Work to complete: Each line of the entries, from the first to the line containing "latest.insert(location.vehicle_id.clone(), location);", is to be transcribed exactly as it stands; include no other lines.

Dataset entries
=== Section Start ===
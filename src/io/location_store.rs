//! Vehicle position sources
//!
//! - `InMemoryLocationStore` - positions pushed in-process (API, tests)
//! - `TrackStoreClient` - HTTP client for the trackstore service

use crate::domain::types::{VehicleId, VehicleLocation};
use crate::error::StoreError;
use async_trait::async_trait;
use chrono::{DateTime, Utc};
use futures_util::stream::{self, StreamExt};
use futures_util::FutureExt;
use std::future::Future;
use parking_lot::RwLock;
use rustc_hash::FxHashMap;
use serde::Deserialize;
use std::time::Duration;
use tracing::{debug, warn};

#[async_trait]
pub trait LocationStore: Send + Sync {
    /// Most recent position of one vehicle
    async fn latest(&self, vehicle_id: &VehicleId) -> Result<Option<VehicleLocation>, StoreError>;

    /// Latest position of every vehicle observed at or after `since`
    async fn recent(&self, since: DateTime<Utc>) -> Result<Vec<VehicleLocation>, StoreError>;
}

#[derive(Default)]
pub struct InMemoryLocationStore {
    latest: RwLock<FxHashMap<VehicleId, VehicleLocation>>,
}

impl InMemoryLocationStore {
    pub fn new() -> Self {
        Self::default()
    }

    /// Store a position unless a newer one is already held
    pub fn upsert(&self, location: VehicleLocation) {
        let mut latest = self.latest.write();
        match latest.get(&location.vehicle_id) {
            Some(existing) if existing.observed_at > location.observed_at => {}
            _ => {
                latest.insert(location.vehicle_id.clone(), location);
            }
        }
    }

    pub fn len(&self) -> usize {
        self.latest.read().len()
    }

    pub fn is_empty(&self) -> bool {
        self.latest.read().is_empty()
    }
}

#[async_trait]
impl LocationStore for InMemoryLocationStore {
    async fn latest(&self, vehicle_id: &VehicleId) -> Result<Option<VehicleLocation>, StoreError> {
        Ok(self.latest.read().get(vehicle_id).cloned())
    }

    async fn recent(&self, since: DateTime<Utc>) -> Result<Vec<VehicleLocation>, StoreError> {
        let mut found: Vec<VehicleLocation> =
            self.latest.read().values().filter(|l| l.observed_at >= since).cloned().collect();
        found.sort_by(|a, b| a.vehicle_id.cmp(&b.vehicle_id));
        Ok(found)
    }
}

/// Location record as served by trackstore (`busId`, `lat`, `lon`, `ts` in ms)
#[derive(Debug, Deserialize)]
struct LocationRecord {
    #[serde(alias = "busId")]
    device_id: String,
    #[serde(alias = "lat")]
    latitude: f64,
    #[serde(alias = "lon")]
    longitude: f64,
    #[serde(alias = "ts")]
    timestamp: i64,
    #[serde(default)]
    speed: Option<f64>,
    #[serde(default)]
    heading: Option<f64>,
}

impl LocationRecord {
    fn into_location(self) -> Option<VehicleLocation> {
        let observed_at = DateTime::from_timestamp_millis(self.timestamp)?;
        Some(VehicleLocation {
            vehicle_id: VehicleId(self.device_id),
            latitude: self.latitude,
            longitude: self.longitude,
            // Missing values are NaN so the ETA engine treats them as no signal
            speed_kmh: self.speed.unwrap_or(f64::NAN),
            heading_deg: self.heading.unwrap_or(f64::NAN),
            observed_at,
        })
    }
}

#[derive(Debug, Deserialize)]
struct DeviceStatus {
    device_id: String,
    #[serde(default)]
    last_seen: Option<i64>,
}

pub struct TrackStoreClient {
    base_url: String,
    client: reqwest::Client,
    /// Upper bound on concurrent `/latest` requests per sweep
    max_in_flight: usize,
}

impl TrackStoreClient {
    pub fn new(base_url: &str, timeout: Duration, max_in_flight: usize) -> Result<Self, StoreError> {
        let client = reqwest::Client::builder()
            .timeout(timeout)
            .build()
            .map_err(|e| StoreError::Unavailable(e.to_string()))?;
        Ok(Self {
            base_url: base_url.trim_end_matches('/').to_string(),
            client,
            max_in_flight: max_in_flight.max(1),
        })
    }

    async fn get_bytes(&self, path: &str) -> Result<Option<bytes::Bytes>, StoreError> {
        let url = format!("{}{}", self.base_url, path);
        let response = self
            .client
            .get(&url)
            .send()
            .await
            .map_err(|e| StoreError::Unavailable(e.to_string()))?;

        if response.status() == reqwest::StatusCode::NOT_FOUND {
            return Ok(None);
        }
        if !response.status().is_success() {
            return Err(StoreError::Unavailable(format!("{} returned {}", url, response.status())));
        }
        let body = response.bytes().await.map_err(|e| StoreError::Unavailable(e.to_string()))?;
        Ok(Some(body))
    }
}

#[async_trait]
impl LocationStore for TrackStoreClient {
    async fn latest(&self, vehicle_id: &VehicleId) -> Result<Option<VehicleLocation>, StoreError> {
        let Some(body) = self.get_bytes(&format!("/locations/{}/latest", vehicle_id)).await? else {
            return Ok(None);
        };
        let record: LocationRecord = serde_json::from_slice(&body)?;
        Ok(record.into_location())
    }

    async fn recent(&self, since: DateTime<Utc>) -> Result<Vec<VehicleLocation>, StoreError> {
        let Some(body) = self.get_bytes("/devices").await? else {
            return Ok(Vec::new());
        };
        let devices: Vec<DeviceStatus> = serde_json::from_slice(&body)?;
        let since_ms = since.timestamp_millis();

        let active: Vec<VehicleId> = devices
            .into_iter()
            .filter(|d| d.last_seen.is_some_and(|seen| seen >= since_ms))
            .map(|d| VehicleId(d.device_id))
            .collect();
        debug!(active = %active.len(), "trackstore_devices_fetched");

        let results = fetch_bounded(&active, self.max_in_flight, |id| self.latest(id)).await;
        let mut locations = Vec::with_capacity(results.len());
        for (id, result) in results {
            match result {
                Ok(Some(location)) if location.observed_at >= since => locations.push(location),
                Ok(_) => {}
                Err(e) => warn!(vehicle_id = %id, error = %e, "trackstore_latest_failed"),
            }
        }
        Ok(locations)
    }
}

/// Run `fetch` for every id with at most `limit` calls outstanding.
///
/// Results come back in completion order.
fn fetch_bounded<'a, F, Fut, T>(
    ids: &'a [VehicleId],
    limit: usize,
    fetch: F,
) -> futures_util::future::BoxFuture<'a, Vec<(&'a VehicleId, T)>>
where
    F: Fn(&'a VehicleId) -> Fut + Send + 'a,
    Fut: Future<Output = T> + Send + 'a,
    T: Send + 'a,
{
    stream::iter(ids)
        .map(move |id: &'a VehicleId| {
            let call = fetch(id);
            async move { (id, call.await) }
        })
        .buffer_unordered(limit.max(1))
        .collect()
        .boxed()
}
=== Section End ===
Expected output:
filename src/io/location_store.rs
//! Vehicle position sources
//!
//! - `InMemoryLocationStore` - positions pushed in-process (API, tests)
//! - `TrackStoreClient` - HTTP client for the trackstore service

use crate::domain::types::{VehicleId, VehicleLocation};
use crate::error::StoreError;
use async_trait::async_trait;
use chrono::{DateTime, Utc};
use futures_util::stream::{self, StreamExt};
use futures_util::FutureExt;
use std::future::Future;
use parking_lot::RwLock;
use rustc_hash::FxHashMap;
use serde::Deserialize;
use std::time::Duration;
use tracing::{debug, warn};

#[async_trait]
pub trait LocationStore: Send + Sync {
    /// Most recent position of one vehicle
    async fn latest(&self, vehicle_id: &VehicleId) -> Result<Option<VehicleLocation>, StoreError>;

    /// Latest position of every vehicle observed at or after `since`
    async fn recent(&self, since: DateTime<Utc>) -> Result<Vec<VehicleLocation>, StoreError>;
}

#[derive(Default)]
pub struct InMemoryLocationStore {
    latest: RwLock<FxHashMap<VehicleId, VehicleLocation>>,
}

impl InMemoryLocationStore {
    pub fn new() -> Self {
        Self::default()
    }

    /// Store a position unless a newer one is already held
    pub fn upsert(&self, location: VehicleLocation) {
        let mut latest = self.latest.write();
        match latest.get(&location.vehicle_id) {
            Some(existing) if existing.observed_at > location.observed_at => {}
            _ => {
                latest.insert(location.vehicle_id.clone(), location);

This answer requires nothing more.